Ans: The given vectors are 

$\overrightarrow{\text{a}}\text{=}\widehat{\text{i}}\text{-7}\widehat{\text{j}}\text{+7}\widehat{\text{k}}$ and $\overrightarrow{\text{b}}\text{=3}\widehat{\text{i}}\text{-2}\widehat{\text{j}}\text{+2}\widehat{\text{k}}$.

Then the cross-product between the vectors is given by

\[{\vec{a}\times\vec{b}=\begin{vmatrix} \hat{i} & \hat{j}& k\\ 1 & -7 & 7 \\ 3& -2 & 2 \\ \end{vmatrix}}\]

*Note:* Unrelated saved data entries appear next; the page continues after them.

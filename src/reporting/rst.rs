//! # reStructuredText Rendering Module / reStructuredText 渲染模块
//!
//! Renders an executed document into reStructuredText: markdown cells pass
//! through as body text, code cells become `.. code::` blocks and their
//! outputs become literal blocks.
//!
//! 将已执行的文档渲染为 reStructuredText：markdown 单元格作为正文直接通过，
//! 代码单元格变为 `.. code::` 块，其输出变为字面块。

use crate::core::document::{Cell, Document, Output};
use crate::core::runner::strip_ansi;
use crate::reporting::html::plain_text;

/// Renders the executed document to reStructuredText.
pub fn render_rst(document: &Document) -> String {
    let title = document.file_stem();
    let mut rst = String::new();
    rst.push_str(&title);
    rst.push('\n');
    rst.push_str(&"=".repeat(title.chars().count().max(1)));
    rst.push_str("\n\n");

    for cell in &document.cells {
        match cell {
            Cell::Markdown { source, .. } => {
                rst.push_str(source);
                rst.push_str("\n\n");
            }
            Cell::Code { source, outputs, .. } => {
                rst.push_str(".. code:: python\n\n");
                push_indented(&mut rst, source);
                for output in outputs {
                    render_output(&mut rst, output);
                }
            }
            Cell::Raw { .. } => {}
        }
    }

    rst
}

fn render_output(rst: &mut String, output: &Output) {
    let text = match output {
        Output::Stream { text, .. } => text.clone(),
        Output::Error {
            ename,
            evalue,
            traceback,
        } => {
            let mut body = format!("{}: {}\n", ename, evalue);
            for line in traceback {
                body.push_str(&strip_ansi(line));
                body.push('\n');
            }
            body
        }
        Output::ExecuteResult { data, .. } | Output::DisplayData { data, .. } => {
            match plain_text(data) {
                Some(text) => text,
                None => return,
            }
        }
    };
    rst.push_str("::\n\n");
    push_indented(rst, &text);
}

fn push_indented(rst: &mut String, block: &str) {
    for line in block.lines() {
        rst.push_str("    ");
        rst.push_str(line);
        rst.push('\n');
    }
    rst.push('\n');
}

 $ =\widehat{i}\left( -14+14 \right)+-\widehat{j}\left( 2-21 \right)+\widehat{k}\left( -2+21 \right) $ 

 $ =19\widehat{j}+19\widehat{k}. $ 

Therefore,

$ \left| \overrightarrow{a}\times \overrightarrow{b} \right|=\sqrt{{{19}^{2}}+{{19}^{2}}} $ 

 $ =\sqrt{2\times {{19}^{2}}} $ 

 $=19\sqrt{2}. $ 

2. Find a unit vector perpendicular to each of the vector $\overrightarrow{\mathbf{a}}\mathbf{+}\overrightarrow{\mathbf{b}}$ and $\overrightarrow{\mathbf{a}}\mathbf{-}\overrightarrow{\mathbf{b}}$, where $\overrightarrow{\mathbf{a}}\mathbf{=3}\widehat{\mathbf{i}}\mathbf{+2}\widehat{\mathbf{j}}\mathbf{+2}\widehat{\mathbf{k}}$ and $\overrightarrow{\mathbf{b}}\mathbf{=}\widehat{\mathbf{i}}\mathbf{+2}\widehat{\mathbf{j}}\mathbf{-2}\widehat{\mathbf{k}}$.

Ans: The given vectors are

$\overrightarrow{\text{a}}\text{=3}\widehat{\text{i}}\text{+2}\widehat{\text{j}}\text{+2}\widehat{\text{k}}$ and $\overrightarrow{\text{b}}\text{=}\widehat{\text{i}}\text{+2}\widehat{\text{j}}\text{-2}\widehat{\text{k}}$.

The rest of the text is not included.